**Brief**
A word-for-word copy of the lines from the one holding "let ip = first_ip.trim();" through the final line of the records below is the only output asked for.

◇ ◇ ◇ ◇ ◇

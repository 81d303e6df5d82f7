use crate::core::models::{AuthLogEntry, RateLimitLogEntry, RequestLogEntry};
use crate::storage::AuditStore;
use crate::utils::error::Result;
use async_trait::async_trait;
use sea_orm::*;

use super::super::entities::{self, auth_log, rate_limit_log, request_log};
use super::types::SeaOrmDatabase;

#[async_trait]
impl AuditStore for SeaOrmDatabase {
    async fn record_request(&self, entry: RequestLogEntry) -> Result<()> {
        entities::RequestLog::insert(request_log::ActiveModel::from(entry))
            .exec(&self.db)
            .await?;
        Ok(())
    }

    async fn record_auth(&self, entry: AuthLogEntry) -> Result<()> {
        entities::AuthLog::insert(auth_log::ActiveModel::from(entry))
            .exec(&self.db)
            .await?;
        Ok(())
    }

    async fn record_rate_limit(&self, entry: RateLimitLogEntry) -> Result<()> {
        entities::RateLimitLog::insert(rate_limit_log::ActiveModel::from(entry))
            .exec(&self.db)
            .await?;
        Ok(())
    }
}

impl SeaOrmDatabase {
    /// Number of stored request audit rows
    pub async fn request_log_count(&self) -> Result<u64> {
        Ok(entities::RequestLog::find().count(&self.db).await?)
    }

    /// Number of stored auth audit rows
    pub async fn auth_log_count(&self) -> Result<u64> {
        Ok(entities::AuthLog::find().count(&self.db).await?)
    }

    /// Number of stored rate-limit denial rows
    pub async fn rate_limit_log_count(&self) -> Result<u64> {
        Ok(entities::RateLimitLog::find().count(&self.db).await?)
    }
}
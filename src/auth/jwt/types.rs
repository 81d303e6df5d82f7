//! JWT types and data structures

use jsonwebtoken::{Algorithm, DecodingKey, EncodingKey};
use serde::{Deserialize, Serialize};

/// JWT handler for token operations
#[derive(Clone)]
pub struct JwtHandler {
    /// Encoding key for signing tokens
    pub(super) encoding_key: EncodingKey,
    /// Decoding key for verifying tokens
    pub(super) decoding_key: DecodingKey,
    /// JWT algorithm
    pub(super) algorithm: Algorithm,
    /// Access token lifetime in seconds
    pub(super) access_ttl: u64,
    /// Refresh token lifetime in seconds
    pub(super) refresh_ttl: u64,
    /// Token issuer, checked on validation when set
    pub(super) issuer: Option<String>,
}

impl std::fmt::Debug for JwtHandler {
    fn fmt(&self, f: &mut std::fmt::Formatter<'_>) -> std::fmt::Result {
        f.debug_struct("JwtHandler")
            .field("algorithm", &self.algorithm)
            .field("access_ttl", &self.access_ttl)
            .field("refresh_ttl", &self.refresh_ttl)
            .field("issuer", &self.issuer)
            .field("encoding_key", &"[REDACTED]")
            .field("decoding_key", &"[REDACTED]")
            .finish()
    }
}

/// JWT claims structure
///
/// Every field is optional on the wire so that a token missing a required
/// claim decodes and can be rejected with the claim's name.
#[derive(Debug, Clone, Default, PartialEq, Serialize, Deserialize)]
pub struct Claims {
    /// Subject (username)
    #[serde(default, skip_serializing_if = "Option::is_none")]
    pub sub: Option<String>,
    /// Issued at timestamp
    #[serde(default, skip_serializing_if = "Option::is_none")]
    pub iat: Option<u64>,
    /// Expiration timestamp
    #[serde(default, skip_serializing_if = "Option::is_none")]
    pub exp: Option<u64>,
    /// Issuer
    #[serde(default, skip_serializing_if = "Option::is_none")]
    pub iss: Option<String>,
    /// JWT ID
    #[serde(default, skip_serializing_if = "Option::is_none")]
    pub jti: Option<String>,
    /// Token type
    #[serde(default, skip_serializing_if = "Option::is_none")]
    pub token_type: Option<TokenType>,
    /// Role names at issuance, informational only
    #[serde(default, skip_serializing_if = "Option::is_none")]
    pub roles: Option<Vec<String>>,
}

impl Claims {
    /// Claims for an access token
    pub fn access(username: impl Into<String>, roles: Vec<String>) -> Self {
        Self {
            sub: Some(username.into()),
            token_type: Some(TokenType::Access),
            roles: Some(roles),
            ..Self::default()
        }
    }

    /// Claims for a refresh token
    pub fn refresh(username: impl Into<String>) -> Self {
        Self {
            sub: Some(username.into()),
            token_type: Some(TokenType::Refresh),
            ..Self::default()
        }
    }

    /// Whether the token was minted for `expected`; untyped tokens pass
    pub fn is_type(&self, expected: TokenType) -> bool {
        self.token_type.is_none_or(|t| t == expected)
    }
}

/// Token type enumeration
#[derive(Debug, Clone, Copy, PartialEq, Eq, Serialize, Deserialize)]
#[serde(rename_all = "snake_case")]
pub enum TokenType {
    /// Access token for API access
    Access,
    /// Refresh token for obtaining new access tokens
    Refresh,
}

/// Token pair (access + refresh)
#[derive(Debug, Clone, Serialize, Deserialize)]
pub struct TokenPair {
    /// Access token
    pub access_token: String,
    /// Refresh token
    pub refresh_token: String,
    /// Token type (always "bearer")
    pub token_type: String,
    /// Access token lifetime in seconds
    pub expires_in: u64,
}
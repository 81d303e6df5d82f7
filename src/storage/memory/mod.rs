//! In-process storage backend
//!
//! Flat tables keyed by id with ordered id-pair association lists, guarded by
//! a single lock so compound updates such as token rotation are atomic.
//! Counters live in a sharded map where each key is updated under its shard
//! lock. Suitable for tests and single-instance deployments.

mod audit;
mod counters;
mod credentials;


use crate::core::models::{AuthLogEntry, RateLimitLogEntry, RequestLogEntry};
use crate::core::rate_limiter::RateLimitPolicy;
use chrono::{DateTime, Utc};
use dashmap::DashMap;
use parking_lot::{Mutex, RwLock};
use std::collections::{HashMap, VecDeque};
use std::time::Duration;
use tokio::time::Instant;
use uuid::Uuid;

const DEFAULT_AUDIT_CAPACITY: usize = 10_000;

/// Memory-backed credential, counter and audit store
pub struct MemoryStore {
    tables: RwLock<Tables>,
    counters: DashMap<String, WindowEntry>,
    audit: Mutex<AuditTables>,
    audit_capacity: usize,
}

#[derive(Default)]
struct Tables {
    users: HashMap<Uuid, UserRecord>,
    roles: HashMap<Uuid, RoleRecord>,
    permissions: HashMap<Uuid, String>,
    /// (user id, role id) in assignment order
    user_roles: Vec<(Uuid, Uuid)>,
    /// (role id, permission id) in association order
    role_permissions: Vec<(Uuid, Uuid)>,
}

#[derive(Clone)]
struct UserRecord {
    id: Uuid,
    username: String,
    email: String,
    password_hash: String,
    is_active: bool,
    access_token: Option<String>,
    refresh_token: Option<String>,
    last_login_at: Option<DateTime<Utc>>,
    created_at: DateTime<Utc>,
}

#[derive(Clone)]
struct RoleRecord {
    id: Uuid,
    name: String,
    rate_limit: RateLimitPolicy,
}

struct WindowEntry {
    count: u64,
    started: Instant,
    window: Duration,
}

impl WindowEntry {
    fn is_elapsed(&self, now: Instant) -> bool {
        now.duration_since(self.started) >= self.window
    }
}

#[derive(Default)]
struct AuditTables {
    requests: VecDeque<RequestLogEntry>,
    auth: VecDeque<AuthLogEntry>,
    rate_limits: VecDeque<RateLimitLogEntry>,
}

impl MemoryStore {
    pub fn new() -> Self {
        Self::with_audit_capacity(DEFAULT_AUDIT_CAPACITY)
    }

    /// Keep at most `capacity` entries per audit table, dropping the oldest
    pub fn with_audit_capacity(capacity: usize) -> Self {
        Self {
            tables: RwLock::new(Tables::default()),
            counters: DashMap::new(),
            audit: Mutex::new(AuditTables::default()),
            audit_capacity: capacity.max(1),
        }
    }
}

impl Default for MemoryStore {
    fn default() -> Self {
        Self::new()
    }
}

impl std::fmt::Debug for MemoryStore {
    fn fmt(&self, f: &mut std::fmt::Formatter<'_>) -> std::fmt::Result {
        let tables = self.tables.read();
        f.debug_struct("MemoryStore")
            .field("users", &tables.users.len())
            .field("roles", &tables.roles.len())
            .field("permissions", &tables.permissions.len())
            .field("counters", &self.counters.len())
            .finish()
    }
}
use sea_orm::entity::prelude::*;
use serde::{Deserialize, Serialize};

/// Permission database model
#[derive(Clone, Debug, PartialEq, DeriveEntityModel, Eq, Serialize, Deserialize)]
#[sea_orm(table_name = "permissions")]
pub struct Model {
    #[sea_orm(primary_key, auto_increment = false)]
    pub id: Uuid,

    #[sea_orm(unique)]
    pub name: String,
}

#[derive(Copy, Clone, Debug, EnumIter, DeriveRelation)]
pub enum Relation {
    #[sea_orm(has_many = "super::role_permission::Entity")]
    RolePermissions,
}

impl Related<super::role_permission::Entity> for Entity {
    fn to() -> RelationDef {
        Relation::RolePermissions.def()
    }
}

impl ActiveModelBehavior for ActiveModel {}

impl From<Model> for crate::core::models::Permission {
    fn from(model: Model) -> Self {
        Self {
            id: model.id,
            name: model.name,
        }
    }
}
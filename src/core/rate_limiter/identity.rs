//! Who a request is counted against

use crate::core::models::User;
use actix_web::http::header::HeaderMap;
use uuid::Uuid;

/// Counter identity for one request
#[derive(Debug, Clone, PartialEq, Eq)]
pub struct RateLimitIdentity {
    /// `user:<username>` or `ip:<address>`
    pub key: String,
    pub user_id: Option<Uuid>,
}

impl RateLimitIdentity {
    pub fn for_user(user: &User) -> Self {
        Self {
            key: format!("user:{}", user.username),
            user_id: Some(user.id),
        }
    }

    pub fn anonymous(client_ip: &str) -> Self {
        Self {
            key: format!("ip:{}", client_ip),
            user_id: None,
        }
    }

    pub fn is_anonymous(&self) -> bool {
        self.user_id.is_none()
    }
}

/// Resolve the caller address
///
/// Order: first `X-Forwarded-For` entry, then `X-Real-IP`, then the peer address.
pub fn client_ip(headers: &HeaderMap, peer_addr: Option<&str>) -> String {
    if let Some(forwarded_for) = headers.get("x-forwarded-for").and_then(|v| v.to_str().ok()) {
        if let Some(first_ip) = forwarded_for.split(',').next() {
            let ip = first_ip.trim();
            if !ip.is_empty() && ip != "unknown" {
                return ip.to_owned();
            }
        }
    }

    if let Some(real_ip) = headers.get("x-real-ip").and_then(|v| v.to_str().ok()) {
        let ip = real_ip.trim();
        if !ip.is_empty() && ip != "unknown" {
            return ip.to_owned();
        }
    }

    peer_addr
        .map(strip_port)
        .unwrap_or_else(|| "unknown".to_owned())
}

/// Username for authenticated callers, resolved network address otherwise
pub fn identity_key(
    user: Option<&User>,
    headers: &HeaderMap,
    peer_addr: Option<&str>,
) -> RateLimitIdentity {
    match user {
        Some(user) => RateLimitIdentity::for_user(user),
        None => RateLimitIdentity::anonymous(&client_ip(headers, peer_addr)),
    }
}

fn strip_port(addr: &str) -> String {
    match addr.parse::<std::net::SocketAddr>() {
        Ok(socket) => socket.ip().to_string(),
        Err(_) => addr.to_owned(),
    }
}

◇ ◇ ◇ ◇ ◇

**Answer for this exercise**
            let ip = first_ip.trim();
            if !ip.is_empty() && ip != "unknown" {
                return ip.to_owned();
            }
        }
    }

    if let Some(real_ip) = headers.get("x-real-ip").and_then(|v| v.to_str().ok()) {
        let ip = real_ip.trim();
        if !ip.is_empty() && ip != "unknown" {
            return ip.to_owned();
        }
    }

    peer_addr
        .map(strip_port)
        .unwrap_or_else(|| "unknown".to_owned())
}

/// Username for authenticated callers, resolved network address otherwise
pub fn identity_key(
    user: Option<&User>,
    headers: &HeaderMap,
    peer_addr: Option<&str>,
) -> RateLimitIdentity {
    match user {
        Some(user) => RateLimitIdentity::for_user(user),
        None => RateLimitIdentity::anonymous(&client_ip(headers, peer_addr)),
    }
}

fn strip_port(addr: &str) -> String {
    match addr.parse::<std::net::SocketAddr>() {
        Ok(socket) => socket.ip().to_string(),
        Err(_) => addr.to_owned(),
    }
}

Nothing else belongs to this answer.